Porthos, left alone, applied the spark bravely to the match. The spark—a feeble spark, first principle of a conflagration—shone in the darkness like a fire-fly, then was deadened against the match which it inflamed. Porthos enlivened the flame with his breath. The smoke was a little dispersed, and by the light of the sparkling match objects might, for two seconds, be distinguished. It was a short but a splendid spectacle, that of this giant, pale, bloody, his countenance lighted by the fire of the match burning in surrounding darkness! The soldiers saw him—they saw the barrel he held in his hand—they at once understood what was going to happen. Then, these men, already filled with terror at the sight of what had been accomplished—filled with terror at thinking of what was going to be accomplished—threw forth together one shriek of agony. Some endeavored to fly, but they encountered the third brigade which barred their passage; others mechanically took aim and attempted to fire their discharged muskets; others fell upon their knees. Two or three officers cried out to Porthos to promise him his liberty if he would spare their lives. The lieutenant of the third brigade commanded his men to fire; but the guards had before them their terrified companions, who served as a living rampart for Porthos. We have said that the light produced by the spark and the match did not last more than two seconds; but during these two seconds this is what it illumined—in the first place, the giant, enlarged in the darkness; then, at ten paces from him, a heap of bleeding bodies, crushed, mutilated, in the midst of whom still lived some last struggle of agony, which lifted the mass as a last respiration raises the sides of a shapeless monster expiring in the night. Every breath of Porthos, while enlivening the match, sent toward this heap of bodies a sulphureous hue mingled with streaks of purple. In addition to this principal group, scattered about the grotto, as the chance of death or the surprise of the blow had stretched them, some isolated bodies seemed to threaten by their gaping wounds. Above the ground, soaked by pools of blood, rose, heavy and sparkling, the short, thick pillars of the cavern, of which the strongly marked shades threw out the luminous particles. And all this was seen by the tremulous light of a match attached to a barrel of powder, that is to say, a torch which, while throwing a light upon the dead past, showed the death to come.

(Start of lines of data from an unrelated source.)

use serde::{Deserialize, Serialize};
use std::path::PathBuf;

/// Top-level daemon configuration (loaded from config.toml)
///
/// Secrets (API key, symmetric key secret) are never read from this file;
/// they come from the environment at startup.
#[derive(Debug, Clone, Default, Serialize, Deserialize)]
#[serde(default)]
pub struct EcdnConfig {
    pub server: ServerConfig,
}

#[derive(Debug, Clone, Serialize, Deserialize)]
#[serde(default)]
pub struct ServerConfig {
    /// HTTP listen address for the file API (default: 0.0.0.0:17233)
    pub listen: String,
    /// Directory whose files are served
    pub base_dir: PathBuf,
    /// Prometheus metrics + health endpoint (default: 127.0.0.1:9100)
    pub metrics_addr: Option<String>,
    /// Log level (default: info)
    pub log_level: String,
    /// Log format: "json" or "text"
    pub log_format: String,
}

impl Default for ServerConfig {
    fn default() -> Self {
        Self {
            listen: "0.0.0.0:17233".into(),
            base_dir: PathBuf::from("/srv/ecdn"),
            metrics_addr: Some("127.0.0.1:9100".into()),
            log_level: "info".into(),
            log_format: "text".into(),
        }
    }
}

impl EcdnConfig {
    pub fn from_toml(content: &str) -> crate::EcdnResult<Self> {
        toml::from_str(content).map_err(|e| crate::EcdnError::Config(e.to_string()))
    }
}

#[cfg(test)]
mod tests {
    use super::*;

    #[test]
    fn test_parse_full_config() {
        let toml_str = r#"
[server]
listen = "127.0.0.1:8080"
base_dir = "/data/cdn"
metrics_addr = "127.0.0.1:9200"
log_level = "debug"
log_format = "json"
"#;
        let config = EcdnConfig::from_toml(toml_str).unwrap();

        assert_eq!(config.server.listen, "127.0.0.1:8080");
        assert_eq!(config.server.base_dir, PathBuf::from("/data/cdn"));
        assert_eq!(config.server.metrics_addr.as_deref(), Some("127.0.0.1:9200"));
        assert_eq!(config.server.log_level, "debug");
        assert_eq!(config.server.log_format, "json");
    }

    #[test]
    fn test_parse_defaults() {
        let config = EcdnConfig::from_toml("").unwrap();

        assert_eq!(config.server.listen, "0.0.0.0:17233");
        assert_eq!(config.server.base_dir, PathBuf::from("/srv/ecdn"));
        assert_eq!(config.server.metrics_addr.as_deref(), Some("127.0.0.1:9100"));
        assert_eq!(config.server.log_level, "info");
    }

    #[test]
    fn test_parse_partial_config() {
        let toml_str = r#"
[server]
base_dir = "/mnt/media"
"#;
        let config = EcdnConfig::from_toml(toml_str).unwrap();

        // Overridden
        assert_eq!(config.server.base_dir, PathBuf::from("/mnt/media"));
        // Defaults
        assert_eq!(config.server.listen, "0.0.0.0:17233");
        assert_eq!(config.server.log_format, "text");
    }

    #[test]
    fn test_malformed_config_is_config_error() {
        let err = EcdnConfig::from_toml("[server]\nlisten = 17").unwrap_err();
        assert!(matches!(err, crate::EcdnError::Config(_)));
    }

    #[test]
    fn test_serialize_roundtrip() {
        let config = EcdnConfig::default();
        let toml_str = toml::to_string(&config).unwrap();
        let parsed = EcdnConfig::from_toml(&toml_str).unwrap();

        assert_eq!(config.server.listen, parsed.server.listen);
        assert_eq!(config.server.base_dir, parsed.server.base_dir);
    }
}
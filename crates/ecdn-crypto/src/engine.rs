//! AES-256-GCM encryption operations
//!
//! An operation is one delivery of one file. [`begin_operation`] draws the
//! operation's nonce; every chunk of that file is then sealed with it via
//! [`EncryptionSession::encrypt_chunk`]. Dropping the session ends the
//! operation. Nonces are never carried over between operations.

use aes_gcm::{
    aead::{Aead, KeyInit},
    Aes256Gcm,
};
use ecdn_core::{EcdnError, EcdnResult};
use rand::{rngs::OsRng, RngCore};

use crate::keys::SymmetricKey;
use crate::{NONCE_SIZE, TAG_SIZE};

pub type Nonce = [u8; NONCE_SIZE];

/// Cipher context for one encryption operation.
pub struct EncryptionSession {
    cipher: Aes256Gcm,
    nonce: Nonce,
    chunks_sealed: u64,
}

/// Start an encryption operation under `key` with a freshly drawn nonce.
pub fn begin_operation(key: &SymmetricKey) -> EcdnResult<EncryptionSession> {
    let mut nonce = [0u8; NONCE_SIZE];
    OsRng
        .try_fill_bytes(&mut nonce)
        .map_err(|e| EcdnError::Randomness(e.to_string()))?;

    let cipher = Aes256Gcm::new_from_slice(key.as_bytes())
        .map_err(|e| EcdnError::KeyInit(format!("AES-256-GCM: {e}")))?;

    Ok(EncryptionSession {
        cipher,
        nonce,
        chunks_sealed: 0,
    })
}

impl EncryptionSession {
    pub fn nonce(&self) -> &Nonce {
        &self.nonce
    }

    pub fn chunks_sealed(&self) -> u64 {
        self.chunks_sealed
    }

    /// Seal one chunk with the operation nonce.
    ///
    /// Returns `ciphertext || tag`, `plaintext.len() + 16` bytes. Output is
    /// deterministic for a fixed (key, nonce, plaintext).
    pub fn encrypt_chunk(&mut self, plaintext: &[u8]) -> EcdnResult<Vec<u8>> {
        let sealed = self
            .cipher
            .encrypt(aes_gcm::Nonce::from_slice(&self.nonce), plaintext)
            .map_err(|e| {
                EcdnError::Encryption(format!("chunk {} seal failed: {e}", self.chunks_sealed))
            })?;
        self.chunks_sealed += 1;
        Ok(sealed)
    }
}

impl std::fmt::Debug for EncryptionSession {
    fn fmt(&self, f: &mut std::fmt::Formatter<'_>) -> std::fmt::Result {
        f.debug_struct("EncryptionSession")
            .field("chunks_sealed", &self.chunks_sealed)
            .finish_non_exhaustive()
    }
}

/// Open one sealed chunk (`ciphertext || tag`) with the operation nonce.
pub fn open_chunk(key: &SymmetricKey, nonce: &Nonce, sealed: &[u8]) -> EcdnResult<Vec<u8>> {
    if sealed.len() < TAG_SIZE {
        return Err(EcdnError::Decryption(format!(
            "sealed chunk too short: {} bytes (minimum {TAG_SIZE})",
            sealed.len()
        )));
    }

    let cipher = Aes256Gcm::new_from_slice(key.as_bytes())
        .map_err(|e| EcdnError::KeyInit(format!("AES-256-GCM: {e}")))?;

    cipher
        .decrypt(aes_gcm::Nonce::from_slice(nonce), sealed)
        .map_err(|_| {
            EcdnError::Decryption("chunk open failed: wrong key, wrong nonce, or corrupted data".into())
        })
}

As I have said, this spectacle did not last above two seconds. During this short space of time, an officer of the third brigade got together eight men armed with muskets, and, through an opening, ordered them to fire upon Porthos. But they who received the order to fire trembled so that three guards fell by the discharge, and the five other balls went hissing to splinter the vault, plow the ground, or indent the sides of the cavern.
A burst of laughter replied to this volley; then the arm of the giant swung round; then was seen to pass through the air, like a falling star, the train of fire. The barrel, hurled a distance of thirty feet, cleared the barricade of the dead bodies, and fell amid a group of shrieking soldiers, who threw themselves on their faces. The officer had followed the brilliant train in the air; he endeavored to precipitate himself upon the barrel and tear out the match before it reached the powder it contained. Useless devotedness! The air had made the flame attached to the conductor more active; the match, which at rest might have burned five minutes, was consumed in thirty seconds, and the infernal work exploded. Furious vortices, hissings of sulphur and niter, devouring ravages of the fire which caught to objects, the terrible thunder of the explosion, this is what the second which followed the two seconds we have described, disclosed in that cavern, equal in horrors to a cavern of demons. The rock split like planks of deal under the ax. A jet of fire, smoke, and débris sprang up from the middle of the grotto, enlarging as it mounted. The large walls of silex tottered and fell upon the sand, and the sand itself, an instrument of pain when launched from its hardened bed, riddled the face with its myriads of cutting atoms. Cries, howlings, imprecations, and existences—all were extinguished in one immense crash.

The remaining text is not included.